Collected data
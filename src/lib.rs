// git-mux: Multi-Repository Branch Multiplexer
//
// SPDX-FileCopyrightText: 2026 Romeo Ahmed
// SPDX-License-Identifier: GPL-3.0-or-later

//! Library root.
//!
//! # Crate Architecture
//!
//! ```text
//!                        main.rs
//!                           |
//!                +----------+----------+
//!                v                     v
//!             cli (clap)          cmd (handlers)
//!                |          flow / list / retire / graft
//!                +----------+----------+
//!                           v
//!                        engine
//!                           |
//!          +--------+-------+--------+--------+
//!          v        v                v        v
//!        flow    registry          lock     store
//!     dispatcher  branch<->comp    flock   branches.json
//!          |        |                         |
//!          +----+---+                         |
//!               v                             |
//!           component  (cache, scratch guard) |
//!               |                             |
//!               +--------------+--------------+
//!                              v
//!                    git  (GitBackend: CLI + gix)
//!
//!   +-----------------------------------------+
//!   |  foundation   config, error, logging    |
//!   +-----------------------------------------+
//! ```

pub mod cli;
pub mod cmd;
pub mod component;
pub mod config;
pub mod engine;
pub mod error;
pub mod flow;
pub mod git;
pub mod lock;
pub mod logging;
pub mod registry;
pub mod store;
// git-mux: Multi-Repository Branch Multiplexer
//
// SPDX-FileCopyrightText: 2026 Romeo Ahmed
// SPDX-License-Identifier: GPL-3.0-or-later

//! Shared branch-state commands: `retire`, `revive`, `graft`.

use crate::cli::branch::{BranchArgs, GraftArgs};
use crate::engine::Engine;
use crate::error::Result;
use crate::flow::ComponentOutcome;

/// Mark a branch retired in the shared store.
///
/// # Errors
///
/// Returns an error if the branch is protected, unknown, already retired, or
/// the shared store cannot be updated.
pub fn run_retire_command(args: &BranchArgs, engine: &mut Engine) -> Result<()> {
    engine.retire(&args.branch)?;
    println!("Branch {} retired.", args.branch);
    Ok(())
}

/// Mark a retired branch active again.
///
/// # Errors
///
/// Returns an error if the branch is protected, unknown, not retired, or the
/// shared store cannot be updated.
pub fn run_revive_command(args: &BranchArgs, engine: &mut Engine) -> Result<()> {
    engine.revive(&args.branch)?;
    println!("Branch {} revived.", args.branch);
    Ok(())
}

/// Add a component to an existing branch.
///
/// # Errors
///
/// Returns an error if the component or branch is unknown, or the branch
/// cannot be created and pushed.
pub fn run_graft_command(args: &GraftArgs, engine: &mut Engine) -> Result<()> {
    let outcome = engine.add_component_to_branch(&args.component, &args.branch)?;
    match outcome {
        ComponentOutcome::Succeeded(message) | ComponentOutcome::AlreadyDone(message) => {
            println!("{message}");
        }
        ComponentOutcome::Failed(message) => anyhow::bail!(message),
        ComponentOutcome::Skipped => {}
    }
    Ok(())
}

* [Work required] The entries need to be set down again in full, with no word changed.

* [The answer]
filename src/lib.rs
// git-mux: Multi-Repository Branch Multiplexer
//
// SPDX-FileCopyrightText: 2026 Romeo Ahmed
// SPDX-License-Identifier: GPL-3.0-or-later

//! Library root.
//!
//! # Crate Architecture
//!
//! ```text
//!                        main.rs
//!                           |
//!                +----------+----------+
//!                v                     v
//!             cli (clap)          cmd (handlers)
//!                |          flow / list / retire / graft
//!                +----------+----------+
//!                           v
//!                        engine
//!                           |
//!          +--------+-------+--------+--------+
//!          v        v                v        v
//!        flow    registry          lock     store
//!     dispatcher  branch<->comp    flock   branches.json
//!          |        |                         |
//!          +----+---+                         |
//!               v                             |
//!           component  (cache, scratch guard) |
//!               |                             |
//!               +--------------+--------------+
//!                              v
//!                    git  (GitBackend: CLI + gix)
//!
//!   +-----------------------------------------+
//!   |  foundation   config, error, logging    |
//!   +-----------------------------------------+
//! ```

pub mod cli;
pub mod cmd;
pub mod component;
pub mod config;
pub mod engine;
pub mod error;
pub mod flow;
pub mod git;
pub mod lock;
pub mod logging;
pub mod registry;
pub mod store;
// git-mux: Multi-Repository Branch Multiplexer
//
// SPDX-FileCopyrightText: 2026 Romeo Ahmed
// SPDX-License-Identifier: GPL-3.0-or-later

//! Shared branch-state commands: `retire`, `revive`, `graft`.

use crate::cli::branch::{BranchArgs, GraftArgs};
use crate::engine::Engine;
use crate::error::Result;
use crate::flow::ComponentOutcome;

/// Mark a branch retired in the shared store.
///
/// # Errors
///
/// Returns an error if the branch is protected, unknown, already retired, or
/// the shared store cannot be updated.
pub fn run_retire_command(args: &BranchArgs, engine: &mut Engine) -> Result<()> {
    engine.retire(&args.branch)?;
    println!("Branch {} retired.", args.branch);
    Ok(())
}

/// Mark a retired branch active again.
///
/// # Errors
///
/// Returns an error if the branch is protected, unknown, not retired, or the
/// shared store cannot be updated.
pub fn run_revive_command(args: &BranchArgs, engine: &mut Engine) -> Result<()> {
    engine.revive(&args.branch)?;
    println!("Branch {} revived.", args.branch);
    Ok(())
}

/// Add a component to an existing branch.
///
/// # Errors
///
/// Returns an error if the component or branch is unknown, or the branch
/// cannot be created and pushed.
pub fn run_graft_command(args: &GraftArgs, engine: &mut Engine) -> Result<()> {
    let outcome = engine.add_component_to_branch(&args.component, &args.branch)?;
    match outcome {
        ComponentOutcome::Succeeded(message) | ComponentOutcome::AlreadyDone(message) => {
            println!("{message}");
        }
        ComponentOutcome::Failed(message) => anyhow::bail!(message),
        ComponentOutcome::Skipped => {}
    }
    Ok(())
}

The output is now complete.